What needs to be done:
Copy out each line of the data below in which "None" appears.

----- Information shown

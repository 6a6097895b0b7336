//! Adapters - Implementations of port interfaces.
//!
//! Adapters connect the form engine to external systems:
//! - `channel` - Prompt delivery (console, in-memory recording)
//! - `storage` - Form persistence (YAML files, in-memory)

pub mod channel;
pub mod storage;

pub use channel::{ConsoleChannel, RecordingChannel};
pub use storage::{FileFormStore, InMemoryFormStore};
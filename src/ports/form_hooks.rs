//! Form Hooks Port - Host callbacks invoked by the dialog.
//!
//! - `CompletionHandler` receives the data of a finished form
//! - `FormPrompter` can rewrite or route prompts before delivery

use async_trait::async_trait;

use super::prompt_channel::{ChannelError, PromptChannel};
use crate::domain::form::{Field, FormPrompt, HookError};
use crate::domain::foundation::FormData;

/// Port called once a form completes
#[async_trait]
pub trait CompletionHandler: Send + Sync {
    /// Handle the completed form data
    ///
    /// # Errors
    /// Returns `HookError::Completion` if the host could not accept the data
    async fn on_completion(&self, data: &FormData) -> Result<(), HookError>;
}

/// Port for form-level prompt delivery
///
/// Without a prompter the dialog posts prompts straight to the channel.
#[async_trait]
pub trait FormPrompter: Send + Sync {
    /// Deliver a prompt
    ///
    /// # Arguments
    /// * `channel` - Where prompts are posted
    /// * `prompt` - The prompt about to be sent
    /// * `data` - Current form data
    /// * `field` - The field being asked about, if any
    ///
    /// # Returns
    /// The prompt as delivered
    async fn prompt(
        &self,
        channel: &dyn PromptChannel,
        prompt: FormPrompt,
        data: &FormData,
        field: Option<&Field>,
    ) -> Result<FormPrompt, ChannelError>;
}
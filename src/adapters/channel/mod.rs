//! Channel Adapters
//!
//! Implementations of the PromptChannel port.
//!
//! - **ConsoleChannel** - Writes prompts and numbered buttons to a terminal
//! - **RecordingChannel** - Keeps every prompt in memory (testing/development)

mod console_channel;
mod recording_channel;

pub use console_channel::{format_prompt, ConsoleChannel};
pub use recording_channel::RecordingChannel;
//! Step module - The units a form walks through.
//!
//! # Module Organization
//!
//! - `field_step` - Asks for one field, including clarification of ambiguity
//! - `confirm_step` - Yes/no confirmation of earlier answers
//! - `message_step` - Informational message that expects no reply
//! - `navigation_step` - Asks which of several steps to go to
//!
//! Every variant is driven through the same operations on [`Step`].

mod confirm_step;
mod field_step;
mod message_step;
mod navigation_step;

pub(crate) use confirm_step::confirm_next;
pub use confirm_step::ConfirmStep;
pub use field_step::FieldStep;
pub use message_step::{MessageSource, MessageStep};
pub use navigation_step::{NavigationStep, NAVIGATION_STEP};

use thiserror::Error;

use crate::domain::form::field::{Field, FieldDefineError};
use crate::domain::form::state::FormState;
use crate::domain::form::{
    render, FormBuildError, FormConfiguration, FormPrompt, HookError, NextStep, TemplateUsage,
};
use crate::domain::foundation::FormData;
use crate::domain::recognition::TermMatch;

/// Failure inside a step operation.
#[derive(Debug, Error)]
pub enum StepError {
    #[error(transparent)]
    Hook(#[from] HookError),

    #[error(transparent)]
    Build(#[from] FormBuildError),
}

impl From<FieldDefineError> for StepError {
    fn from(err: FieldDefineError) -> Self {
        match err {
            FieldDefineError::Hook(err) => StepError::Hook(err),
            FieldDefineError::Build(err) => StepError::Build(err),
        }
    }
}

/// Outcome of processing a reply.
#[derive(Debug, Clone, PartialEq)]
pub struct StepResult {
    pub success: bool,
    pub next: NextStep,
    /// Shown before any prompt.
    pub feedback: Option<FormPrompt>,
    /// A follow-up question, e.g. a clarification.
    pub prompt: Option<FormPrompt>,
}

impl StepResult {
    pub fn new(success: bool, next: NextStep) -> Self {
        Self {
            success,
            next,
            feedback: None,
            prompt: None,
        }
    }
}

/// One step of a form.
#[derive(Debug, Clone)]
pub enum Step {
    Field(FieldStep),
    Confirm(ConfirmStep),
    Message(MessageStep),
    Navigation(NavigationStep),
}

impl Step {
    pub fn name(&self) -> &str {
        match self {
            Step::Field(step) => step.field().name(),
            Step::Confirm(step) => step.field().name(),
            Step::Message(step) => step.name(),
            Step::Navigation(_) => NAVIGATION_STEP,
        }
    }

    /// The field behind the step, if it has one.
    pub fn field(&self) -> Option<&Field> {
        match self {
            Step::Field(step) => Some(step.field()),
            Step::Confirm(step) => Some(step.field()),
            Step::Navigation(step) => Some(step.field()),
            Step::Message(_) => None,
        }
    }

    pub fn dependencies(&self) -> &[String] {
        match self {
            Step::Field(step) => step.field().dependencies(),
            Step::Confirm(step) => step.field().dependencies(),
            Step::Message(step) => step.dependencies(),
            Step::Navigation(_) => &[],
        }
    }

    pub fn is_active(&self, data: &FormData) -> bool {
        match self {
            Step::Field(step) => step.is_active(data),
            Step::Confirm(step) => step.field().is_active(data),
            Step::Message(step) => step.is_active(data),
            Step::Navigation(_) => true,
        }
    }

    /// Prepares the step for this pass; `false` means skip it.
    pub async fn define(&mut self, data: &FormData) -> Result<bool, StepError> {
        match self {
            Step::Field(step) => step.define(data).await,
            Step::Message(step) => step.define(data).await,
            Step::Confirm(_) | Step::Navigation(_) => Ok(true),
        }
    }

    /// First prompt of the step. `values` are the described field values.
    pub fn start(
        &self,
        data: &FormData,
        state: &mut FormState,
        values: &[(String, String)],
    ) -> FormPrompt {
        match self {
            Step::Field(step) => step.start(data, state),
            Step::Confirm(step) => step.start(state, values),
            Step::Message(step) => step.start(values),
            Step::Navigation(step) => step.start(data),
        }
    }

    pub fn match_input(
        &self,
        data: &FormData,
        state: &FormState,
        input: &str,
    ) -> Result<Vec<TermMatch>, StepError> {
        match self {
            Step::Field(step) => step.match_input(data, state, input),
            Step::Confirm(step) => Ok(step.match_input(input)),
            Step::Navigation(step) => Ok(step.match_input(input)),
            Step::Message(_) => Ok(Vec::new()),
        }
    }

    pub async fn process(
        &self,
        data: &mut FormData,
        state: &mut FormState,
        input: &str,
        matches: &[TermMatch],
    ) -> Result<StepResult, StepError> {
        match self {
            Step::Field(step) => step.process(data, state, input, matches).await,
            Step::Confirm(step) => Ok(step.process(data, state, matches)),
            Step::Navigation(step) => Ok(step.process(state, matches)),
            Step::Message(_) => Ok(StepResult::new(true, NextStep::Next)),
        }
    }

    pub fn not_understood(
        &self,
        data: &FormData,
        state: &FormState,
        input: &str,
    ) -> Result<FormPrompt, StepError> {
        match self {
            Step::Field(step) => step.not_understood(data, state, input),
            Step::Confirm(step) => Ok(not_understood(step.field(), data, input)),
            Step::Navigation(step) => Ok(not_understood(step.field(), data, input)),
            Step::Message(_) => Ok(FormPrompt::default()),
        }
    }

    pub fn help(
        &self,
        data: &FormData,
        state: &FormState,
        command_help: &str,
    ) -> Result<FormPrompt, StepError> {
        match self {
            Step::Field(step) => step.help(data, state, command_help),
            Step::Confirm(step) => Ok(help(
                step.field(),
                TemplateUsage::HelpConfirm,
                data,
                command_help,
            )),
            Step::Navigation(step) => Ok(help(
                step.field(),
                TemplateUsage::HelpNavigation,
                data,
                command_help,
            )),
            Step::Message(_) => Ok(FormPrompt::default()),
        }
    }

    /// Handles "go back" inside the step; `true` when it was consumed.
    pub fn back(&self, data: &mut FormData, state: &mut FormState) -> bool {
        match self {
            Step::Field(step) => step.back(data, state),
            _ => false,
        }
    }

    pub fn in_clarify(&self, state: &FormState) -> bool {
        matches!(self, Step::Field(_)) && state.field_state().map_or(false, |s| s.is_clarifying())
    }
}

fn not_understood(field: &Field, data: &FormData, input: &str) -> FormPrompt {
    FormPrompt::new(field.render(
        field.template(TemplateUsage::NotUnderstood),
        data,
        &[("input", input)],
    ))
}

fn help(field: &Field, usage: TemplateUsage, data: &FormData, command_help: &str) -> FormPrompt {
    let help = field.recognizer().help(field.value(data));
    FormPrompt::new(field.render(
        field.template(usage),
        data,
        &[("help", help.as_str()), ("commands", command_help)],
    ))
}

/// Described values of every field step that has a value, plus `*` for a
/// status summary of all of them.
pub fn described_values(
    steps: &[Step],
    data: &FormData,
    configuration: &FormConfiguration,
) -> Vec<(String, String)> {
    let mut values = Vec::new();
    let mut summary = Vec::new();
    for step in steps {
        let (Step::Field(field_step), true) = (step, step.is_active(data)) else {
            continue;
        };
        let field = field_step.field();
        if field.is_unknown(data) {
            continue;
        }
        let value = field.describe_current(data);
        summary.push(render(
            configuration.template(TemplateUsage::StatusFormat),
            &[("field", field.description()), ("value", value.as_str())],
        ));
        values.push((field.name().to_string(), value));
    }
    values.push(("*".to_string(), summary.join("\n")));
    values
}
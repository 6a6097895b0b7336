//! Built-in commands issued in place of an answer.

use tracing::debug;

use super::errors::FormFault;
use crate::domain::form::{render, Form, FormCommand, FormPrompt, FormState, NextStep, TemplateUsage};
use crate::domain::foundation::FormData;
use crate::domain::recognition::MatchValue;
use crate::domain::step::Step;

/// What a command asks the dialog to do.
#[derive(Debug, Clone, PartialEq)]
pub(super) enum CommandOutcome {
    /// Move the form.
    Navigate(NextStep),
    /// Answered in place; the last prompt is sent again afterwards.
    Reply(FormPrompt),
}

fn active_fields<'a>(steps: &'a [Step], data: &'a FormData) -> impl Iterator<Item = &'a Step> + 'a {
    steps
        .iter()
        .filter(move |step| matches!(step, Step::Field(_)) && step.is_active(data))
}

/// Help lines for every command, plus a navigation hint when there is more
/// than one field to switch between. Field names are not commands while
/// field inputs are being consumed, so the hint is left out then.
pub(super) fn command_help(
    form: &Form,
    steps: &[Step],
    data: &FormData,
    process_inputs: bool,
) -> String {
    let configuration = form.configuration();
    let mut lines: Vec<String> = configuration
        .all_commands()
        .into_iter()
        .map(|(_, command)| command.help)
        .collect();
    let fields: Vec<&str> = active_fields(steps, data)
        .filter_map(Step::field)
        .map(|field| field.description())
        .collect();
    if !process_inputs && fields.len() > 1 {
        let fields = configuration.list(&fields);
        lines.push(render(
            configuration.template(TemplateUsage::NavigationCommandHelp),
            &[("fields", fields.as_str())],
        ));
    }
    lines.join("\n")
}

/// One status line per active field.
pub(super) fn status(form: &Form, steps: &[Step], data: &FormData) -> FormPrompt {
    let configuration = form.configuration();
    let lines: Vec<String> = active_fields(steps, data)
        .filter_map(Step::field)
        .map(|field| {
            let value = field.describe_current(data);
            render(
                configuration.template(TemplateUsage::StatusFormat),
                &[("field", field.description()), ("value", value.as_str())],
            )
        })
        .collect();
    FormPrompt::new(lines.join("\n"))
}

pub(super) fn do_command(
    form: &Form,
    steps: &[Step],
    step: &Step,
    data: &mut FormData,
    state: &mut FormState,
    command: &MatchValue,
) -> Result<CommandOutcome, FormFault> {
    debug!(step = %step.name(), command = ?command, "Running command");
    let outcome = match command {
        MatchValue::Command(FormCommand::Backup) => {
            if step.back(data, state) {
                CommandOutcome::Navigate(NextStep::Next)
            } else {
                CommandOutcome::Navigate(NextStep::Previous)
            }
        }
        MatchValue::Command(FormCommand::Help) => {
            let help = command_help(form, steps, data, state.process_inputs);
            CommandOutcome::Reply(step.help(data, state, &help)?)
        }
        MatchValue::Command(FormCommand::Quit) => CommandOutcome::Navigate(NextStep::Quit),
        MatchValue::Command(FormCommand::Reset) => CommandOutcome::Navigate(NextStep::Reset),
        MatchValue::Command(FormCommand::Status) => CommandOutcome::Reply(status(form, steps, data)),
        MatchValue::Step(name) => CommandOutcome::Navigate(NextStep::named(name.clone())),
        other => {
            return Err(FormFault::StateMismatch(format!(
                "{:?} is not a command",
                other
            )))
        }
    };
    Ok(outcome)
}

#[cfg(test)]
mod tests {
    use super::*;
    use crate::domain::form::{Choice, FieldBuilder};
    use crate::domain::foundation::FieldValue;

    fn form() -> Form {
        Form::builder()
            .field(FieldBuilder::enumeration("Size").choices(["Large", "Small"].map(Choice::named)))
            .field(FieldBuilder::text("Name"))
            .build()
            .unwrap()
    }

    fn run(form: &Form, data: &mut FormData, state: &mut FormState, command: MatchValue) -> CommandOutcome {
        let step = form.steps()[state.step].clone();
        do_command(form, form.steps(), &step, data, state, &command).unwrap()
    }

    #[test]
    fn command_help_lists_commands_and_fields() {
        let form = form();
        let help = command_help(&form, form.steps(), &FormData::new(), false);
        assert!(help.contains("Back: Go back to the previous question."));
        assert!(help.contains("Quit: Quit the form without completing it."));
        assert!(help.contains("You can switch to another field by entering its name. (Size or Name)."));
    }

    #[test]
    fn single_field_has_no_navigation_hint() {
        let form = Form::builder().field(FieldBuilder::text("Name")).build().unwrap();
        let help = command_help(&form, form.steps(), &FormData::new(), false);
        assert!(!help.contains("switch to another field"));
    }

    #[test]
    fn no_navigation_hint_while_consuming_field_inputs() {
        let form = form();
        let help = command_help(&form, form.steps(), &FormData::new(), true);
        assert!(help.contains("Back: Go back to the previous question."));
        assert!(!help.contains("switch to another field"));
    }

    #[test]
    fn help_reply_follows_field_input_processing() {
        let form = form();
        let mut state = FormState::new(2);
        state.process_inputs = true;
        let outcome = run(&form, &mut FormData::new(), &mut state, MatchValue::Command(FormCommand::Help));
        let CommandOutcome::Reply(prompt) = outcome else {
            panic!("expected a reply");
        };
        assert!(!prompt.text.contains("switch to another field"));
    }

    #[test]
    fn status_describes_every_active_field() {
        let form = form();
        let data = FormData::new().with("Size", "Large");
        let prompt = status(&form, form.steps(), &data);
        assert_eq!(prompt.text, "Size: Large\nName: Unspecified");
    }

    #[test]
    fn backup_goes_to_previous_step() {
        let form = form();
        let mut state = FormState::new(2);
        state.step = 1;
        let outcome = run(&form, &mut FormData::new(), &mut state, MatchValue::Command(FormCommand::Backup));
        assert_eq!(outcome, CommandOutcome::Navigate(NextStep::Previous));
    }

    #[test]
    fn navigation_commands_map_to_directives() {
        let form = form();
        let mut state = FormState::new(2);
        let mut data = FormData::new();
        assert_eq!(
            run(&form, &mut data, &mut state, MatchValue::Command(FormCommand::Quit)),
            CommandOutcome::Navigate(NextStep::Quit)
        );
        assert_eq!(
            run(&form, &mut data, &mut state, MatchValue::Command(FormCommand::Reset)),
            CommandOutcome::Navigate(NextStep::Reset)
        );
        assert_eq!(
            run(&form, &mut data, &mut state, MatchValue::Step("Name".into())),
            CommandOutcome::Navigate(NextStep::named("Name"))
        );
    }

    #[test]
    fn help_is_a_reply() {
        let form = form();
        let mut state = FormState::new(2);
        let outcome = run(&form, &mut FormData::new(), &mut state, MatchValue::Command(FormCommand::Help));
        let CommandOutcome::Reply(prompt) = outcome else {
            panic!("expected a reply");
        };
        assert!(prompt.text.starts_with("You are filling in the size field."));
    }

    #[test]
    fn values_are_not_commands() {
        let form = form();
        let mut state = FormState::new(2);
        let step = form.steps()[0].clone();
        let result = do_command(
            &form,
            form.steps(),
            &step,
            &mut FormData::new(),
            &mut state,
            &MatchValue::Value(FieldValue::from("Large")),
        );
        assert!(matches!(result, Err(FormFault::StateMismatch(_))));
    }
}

----------

Exercise response:
            feedback: None,
            prompt: None,
            Step::Message(_) => None,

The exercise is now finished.